_PROVIDED DATA:_
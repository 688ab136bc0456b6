//! Recovery channel, client side.
//!
//! One task owns the TCP connection to the server's recovery port. The
//! receive loop queues requests; the task sends each as a line, reads back
//! the replayed datagrams and hands them to the receive loop tagged with
//! the transfer they were requested for. Failures are logged and never
//! retried here; the next gap check asks again.
//!
//! The server serves each connection from the song that connection last
//! acknowledged, so a freshly opened connection repeats the last ack before
//! its first missing request.

use std::net::SocketAddr;
use std::time::Duration;

use anyhow::{Context, Result};
use tokio::io::{AsyncReadExt, AsyncWriteExt};
use tokio::net::TcpStream;
use tokio::sync::{mpsc, watch};
use tracing::{debug, info, warn};
use wss_common::{
    datagram, wait_or_stop, ControlMessage, Datagram, MetricsContext, StopSignal, Wake, Worker,
    HEADER_SIZE,
};

/// Outstanding requests beyond this are dropped.
const REQUEST_QUEUE_DEPTH: usize = 16;

/// Work for the recovery task.
#[derive(Debug, Clone, PartialEq, Eq)]
pub enum RecoveryRequest {
    /// Tell the server a stream was accepted
    InitAck { expected_count: u32 },

    /// Ask for the listed sequence numbers of `transfer`
    Missing { transfer: u64, sequences: Vec<u32> },
}

/// Datagrams recovered for one transfer.
#[derive(Debug, Clone, PartialEq, Eq)]
pub struct RecoveredBatch {
    pub transfer: u64,
    pub datagrams: Vec<Datagram>,
}

/// Cloneable handle used to queue requests.
#[derive(Debug, Clone)]
pub struct RecoveryHandle {
    tx: mpsc::Sender<RecoveryRequest>,
}

impl RecoveryHandle {
    // ---
    #[cfg(test)]
    pub(crate) fn from_sender(tx: mpsc::Sender<RecoveryRequest>) -> Self {
        Self { tx }
    }

    /// Queues `request`. Returns `false` if the queue is full or the task
    /// has ended; the request is then dropped.
    pub fn request(&self, request: RecoveryRequest) -> bool {
        // ---
        match self.tx.try_send(request) {
            Ok(()) => true,
            Err(mpsc::error::TrySendError::Full(r)) => {
                debug!("Recovery queue full, dropping {:?}", r);
                false
            }
            Err(mpsc::error::TrySendError::Closed(_)) => false,
        }
    }
}

/// Running recovery task.
pub struct RecoveryClient {
    // ---
    handle: RecoveryHandle,
    worker: Worker,
    stop_timeout: Duration,
}

impl RecoveryClient {
    // ---
    /// Starts the recovery task.
    ///
    /// # Arguments
    ///
    /// * `server` - Recovery endpoint of the tracked server, if any
    /// * `recovered` - Where recovered datagrams are delivered
    /// * `read_timeout` - Bound on connect and on each reply
    /// * `stop_timeout` - Bounded join when stopping
    /// * `metrics` - Optional metrics context
    pub fn start(
        server: watch::Receiver<Option<SocketAddr>>,
        recovered: mpsc::Sender<RecoveredBatch>,
        read_timeout: Duration,
        stop_timeout: Duration,
        metrics: Option<MetricsContext>,
    ) -> Self {
        // ---
        let (tx, rx) = mpsc::channel(REQUEST_QUEUE_DEPTH);
        let signal = StopSignal::new();

        let worker = Worker::spawn(
            "recovery-client",
            signal.clone(),
            recovery_loop(rx, server, recovered, read_timeout, metrics, signal),
        );

        Self {
            handle: RecoveryHandle { tx },
            worker,
            stop_timeout,
        }
    }

    pub fn handle(&self) -> RecoveryHandle {
        self.handle.clone()
    }

    pub async fn stop(self) {
        // ---
        self.worker.stop(self.stop_timeout).await;
    }
}

struct Connection {
    server: SocketAddr,
    stream: TcpStream,
}

async fn recovery_loop(
    mut requests: mpsc::Receiver<RecoveryRequest>,
    server: watch::Receiver<Option<SocketAddr>>,
    recovered: mpsc::Sender<RecoveredBatch>,
    read_timeout: Duration,
    metrics: Option<MetricsContext>,
    signal: StopSignal,
) {
    // ---
    let mut conn: Option<Connection> = None;
    let mut last_ack: Option<u32> = None;

    while signal.is_running() {
        let request = match wait_or_stop(&signal, read_timeout, requests.recv()).await {
            Wake::Stopped | Wake::Ready(None) => break,
            Wake::TimedOut => continue,
            Wake::Ready(Some(request)) => request,
        };

        let Some(target) = *server.borrow() else {
            debug!("No server known, dropping {:?}", request);
            continue;
        };

        if conn.as_ref().is_some_and(|c| c.server != target) {
            info!("Server changed to {}, reconnecting", target);
            conn = None;
            last_ack = None;
        }

        if let RecoveryRequest::InitAck { expected_count } = request {
            last_ack = Some(expected_count);
        }

        let mut fresh = false;
        if conn.is_none() {
            match wait_or_stop(&signal, read_timeout, TcpStream::connect(target)).await {
                Wake::Stopped => break,
                Wake::TimedOut => {
                    warn!("Recovery connect to {} timed out", target);
                    continue;
                }
                Wake::Ready(Err(e)) => {
                    warn!("Recovery connect to {} failed: {}", target, e);
                    continue;
                }
                Wake::Ready(Ok(stream)) => {
                    debug!("Recovery connection to {} open", target);
                    conn = Some(Connection {
                        server: target,
                        stream,
                    });
                    fresh = true;
                }
            }
        }

        let Some(c) = conn.as_mut() else {
            continue;
        };

        let outcome = match request {
            RecoveryRequest::InitAck { expected_count } => {
                send_line(&mut c.stream, &ControlMessage::InitAck { expected_count }).await
            }
            RecoveryRequest::Missing {
                transfer,
                sequences,
            } => {
                if let Some(m) = &metrics {
                    m.recovery_requests_total.inc();
                }
                let reack = last_ack.filter(|_| fresh);
                async {
                    if let Some(expected_count) = reack {
                        send_line(&mut c.stream, &ControlMessage::InitAck { expected_count })
                            .await?;
                    }
                    fetch(
                        &mut c.stream,
                        transfer,
                        &sequences,
                        read_timeout,
                        &recovered,
                        &signal,
                    )
                    .await
                }
                .await
            }
        };

        if let Err(e) = outcome {
            warn!("Recovery exchange with {} failed: {:#}", target, e);
            conn = None;
        }
    }

    debug!("Recovery client exiting");
}

async fn send_line(stream: &mut TcpStream, message: &ControlMessage) -> Result<()> {
    // ---
    stream
        .write_all(message.to_line().as_bytes())
        .await
        .context("failed to send recovery line")
}

/// Sends one missing request and forwards whatever arrives before the
/// reply goes quiet.
///
/// The server skips sequence numbers it no longer holds, so a short reply
/// is normal. It still leaves the stream position unknown, so it is
/// reported as an error and the connection is reopened next time.
async fn fetch(
    stream: &mut TcpStream,
    transfer: u64,
    sequences: &[u32],
    read_timeout: Duration,
    recovered: &mpsc::Sender<RecoveredBatch>,
    signal: &StopSignal,
) -> Result<()> {
    // ---
    send_line(stream, &ControlMessage::Missing(sequences.to_vec())).await?;
    debug!("Requested {} datagrams for transfer {}", sequences.len(), transfer);

    let mut datagrams = Vec::with_capacity(sequences.len());
    let mut result = Ok(());

    while datagrams.len() < sequences.len() {
        match wait_or_stop(signal, read_timeout, read_datagram(stream)).await {
            Wake::Ready(Ok(d)) => datagrams.push(d),
            Wake::Ready(Err(e)) => {
                result = Err(e);
                break;
            }
            Wake::TimedOut => {
                result = Err(anyhow::anyhow!(
                    "reply stalled after {}/{} datagrams",
                    datagrams.len(),
                    sequences.len()
                ));
                break;
            }
            Wake::Stopped => break,
        }
    }

    if !datagrams.is_empty() {
        debug!("Recovered {} datagrams for transfer {}", datagrams.len(), transfer);
        let batch = RecoveredBatch {
            transfer,
            datagrams,
        };
        if recovered.send(batch).await.is_err() {
            debug!("Receive loop gone, discarding recovered datagrams");
        }
    }

    result
}

/// Reads one encoded datagram framed by its own header.
async fn read_datagram(stream: &mut TcpStream) -> Result<Datagram> {
    // ---
    let mut header = [0u8; HEADER_SIZE];
    stream
        .read_exact(&mut header)
        .await
        .context("recovery connection closed")?;

    let total = datagram::declared_len(&header)
        .ok_or_else(|| anyhow::anyhow!("invalid datagram header in recovery reply"))?;

    let mut bytes = vec![0u8; total];
    bytes[..HEADER_SIZE].copy_from_slice(&header);
    stream
        .read_exact(&mut bytes[HEADER_SIZE..])
        .await
        .context("recovery reply truncated")?;

    Ok(Datagram::decode(&bytes)?)
}
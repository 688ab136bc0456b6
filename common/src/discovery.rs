//! Discovery wire tokens shared by the server and client roles.

/// Presence beacon broadcast by the server.
pub const SERVER_BEACON: &[u8] = b"WSSServer";

/// Acknowledgement unicast by a client back to the server.
pub const CLIENT_ACK: &[u8] = b"WSSClient";

/// A recognised discovery payload.
#[derive(Debug, Clone, Copy, PartialEq, Eq)]
pub enum DiscoveryToken {
    ServerBeacon,
    ClientAck,
}

impl DiscoveryToken {
    // ---
    /// Classifies a received payload. Surrounding whitespace and NUL padding
    /// are tolerated; anything else yields `None`.
    pub fn parse(data: &[u8]) -> Option<Self> {
        // ---
        let trimmed = trim(data);
        if trimmed == SERVER_BEACON {
            Some(DiscoveryToken::ServerBeacon)
        } else if trimmed == CLIENT_ACK {
            Some(DiscoveryToken::ClientAck)
        } else {
            None
        }
    }
}

fn trim(data: &[u8]) -> &[u8] {
    // ---
    let is_pad = |b: &u8| *b == 0 || b.is_ascii_whitespace();
    let start = data.iter().position(|b| !is_pad(b)).unwrap_or(data.len());
    let end = data.iter().rposition(|b| !is_pad(b)).map_or(start, |i| i + 1);
    &data[start..end]
}
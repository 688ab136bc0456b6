//! Cooperative stop handling for network loops.
//!
//! Every network-facing loop runs on its own task and waits on its socket
//! with a bounded timeout. Stopping flips a shared running flag and wakes
//! any pending wait; the owner then joins the task with a bounded wait and
//! abandons it (with a warning) if it does not exit in time.

use std::future::Future;
use std::sync::atomic::{AtomicBool, Ordering};
use std::sync::Arc;
use std::time::Duration;

use tokio::sync::Notify;
use tokio::task::JoinHandle;
use tracing::{debug, warn};

/// Shared running flag plus wake-up for tasks blocked on a socket.
#[derive(Clone, Debug)]
pub struct StopSignal {
    // ---
    running: Arc<AtomicBool>,
    notify: Arc<Notify>,
}

impl StopSignal {
    // ---
    pub fn new() -> Self {
        // ---
        Self {
            running: Arc::new(AtomicBool::new(true)),
            notify: Arc::new(Notify::new()),
        }
    }

    pub fn is_running(&self) -> bool {
        self.running.load(Ordering::Acquire)
    }

    /// Flips the running flag and wakes every pending wait.
    pub fn stop(&self) {
        // ---
        self.running.store(false, Ordering::Release);
        self.notify.notify_waiters();
    }

    /// Resolves once [`StopSignal::stop`] has been called.
    pub async fn stopped(&self) {
        // ---
        loop {
            let notified = self.notify.notified();
            tokio::pin!(notified);
            notified.as_mut().enable();

            if !self.is_running() {
                return;
            }
            notified.await;
        }
    }
}

impl Default for StopSignal {
    fn default() -> Self {
        Self::new()
    }
}

/// Outcome of a bounded wait.
#[derive(Debug)]
pub enum Wake<T> {
    /// The awaited operation completed.
    Ready(T),

    /// The bounded wait elapsed. Not an error: the loop re-checks its flag.
    TimedOut,

    /// Stop was requested while waiting.
    Stopped,
}

/// Awaits `fut` for at most `timeout`, returning early if `signal` stops.
pub async fn wait_or_stop<F>(signal: &StopSignal, timeout: Duration, fut: F) -> Wake<F::Output>
where
    F: Future,
{
    // ---
    tokio::select! {
        biased;
        _ = signal.stopped() => Wake::Stopped,
        res = tokio::time::timeout(timeout, fut) => match res {
            Ok(value) => Wake::Ready(value),
            Err(_) => Wake::TimedOut,
        },
    }
}

/// A spawned loop and the signal that stops it.
pub struct Worker {
    // ---
    name: String,
    signal: StopSignal,
    handle: Option<JoinHandle<()>>,
}

impl Worker {
    // ---
    /// Spawns `fut` on the tokio runtime under `name`.
    pub fn spawn<F>(name: impl Into<String>, signal: StopSignal, fut: F) -> Self
    where
        F: Future<Output = ()> + Send + 'static,
    {
        // ---
        let name = name.into();
        debug!("Starting worker {}", name);

        Self {
            name,
            signal,
            handle: Some(tokio::spawn(fut)),
        }
    }

    pub fn is_finished(&self) -> bool {
        self.handle.as_ref().map_or(true, |h| h.is_finished())
    }

    /// Requests a stop and waits at most `wait` for the task to exit.
    ///
    /// Returns `true` if the task exited in time. On expiry the task is
    /// aborted and a warning is logged.
    pub async fn stop(mut self, wait: Duration) -> bool {
        // ---
        self.signal.stop();

        let Some(mut handle) = self.handle.take() else {
            return true;
        };

        match tokio::time::timeout(wait, &mut handle).await {
            Ok(Ok(())) => {
                debug!("Worker {} stopped", self.name);
                true
            }
            Ok(Err(e)) => {
                warn!("Worker {} ended abnormally: {}", self.name, e);
                true
            }
            Err(_) => {
                warn!(
                    "Worker {} did not stop within {:?}, abandoning",
                    self.name, wait
                );
                handle.abort();
                false
            }
        }
    }
}

impl Drop for Worker {
    fn drop(&mut self) {
        // ---
        // The signal may be shared with sibling workers, so only this task
        // is torn down here.
        if let Some(handle) = self.handle.take() {
            if !handle.is_finished() {
                handle.abort();
            }
        }
    }
}
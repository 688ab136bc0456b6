//! Registry of clients discovered through acknowledgements.
//!
//! Mutated by the acknowledgement loop and the expiry sweep; read by any
//! consumer through [`PeerRegistry::snapshot`]. All access goes through one
//! mutex.

use std::net::IpAddr;
use std::time::{Duration, Instant};

use parking_lot::Mutex;

/// One discovered client. Identity is the address.
#[derive(Debug, Clone, PartialEq, Eq)]
pub struct Peer {
    // ---
    pub address: IpAddr,
    pub display_name: String,
    pub last_seen: Instant,
}

/// Result of recording an acknowledgement.
#[derive(Debug, Clone, Copy, PartialEq, Eq)]
pub enum Upsert {
    Inserted,
    Refreshed,
}

/// Peers in first-seen order.
#[derive(Debug, Default)]
pub struct PeerRegistry {
    // ---
    peers: Mutex<Vec<Peer>>,
}

impl PeerRegistry {
    // ---
    pub fn new() -> Self {
        Self::default()
    }

    /// Creates a peer for an unseen address, else refreshes `last_seen`.
    ///
    /// New peers are named after their address until renamed.
    pub fn upsert(&self, address: IpAddr, now: Instant) -> Upsert {
        // ---
        let mut peers = self.peers.lock();
        match peers.iter_mut().find(|p| p.address == address) {
            Some(peer) => {
                peer.last_seen = now;
                Upsert::Refreshed
            }
            None => {
                peers.push(Peer {
                    address,
                    display_name: address.to_string(),
                    last_seen: now,
                });
                Upsert::Inserted
            }
        }
    }

    /// Updates the display name of a known peer.
    ///
    /// Returns `false` if the address is not registered.
    pub fn rename(&self, address: IpAddr, display_name: impl Into<String>) -> bool {
        // ---
        let mut peers = self.peers.lock();
        match peers.iter_mut().find(|p| p.address == address) {
            Some(peer) => {
                peer.display_name = display_name.into();
                true
            }
            None => false,
        }
    }

    /// Removes every peer silent for longer than `timeout` as of `now`.
    ///
    /// Returns the removed peers in registry order. A peer is returned by
    /// at most one sweep since it is gone afterwards.
    pub fn expire(&self, now: Instant, timeout: Duration) -> Vec<Peer> {
        // ---
        let mut peers = self.peers.lock();
        let mut expired = Vec::new();

        peers.retain(|peer| {
            let silent = now.saturating_duration_since(peer.last_seen);
            if silent > timeout {
                expired.push(peer.clone());
                false
            } else {
                true
            }
        });

        expired
    }

    pub fn get(&self, address: IpAddr) -> Option<Peer> {
        self.peers.lock().iter().find(|p| p.address == address).cloned()
    }

    pub fn contains(&self, address: IpAddr) -> bool {
        self.peers.lock().iter().any(|p| p.address == address)
    }

    /// Copy of the current peers, in first-seen order.
    pub fn snapshot(&self) -> Vec<Peer> {
        self.peers.lock().clone()
    }

    pub fn len(&self) -> usize {
        self.peers.lock().len()
    }

    pub fn is_empty(&self) -> bool {
        self.peers.lock().is_empty()
    }
}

_AIM OF THE TASK:_ If a line of the data contains the string "false", count it; then give the total alone.

_EXERCISE SOLUTION:_ 9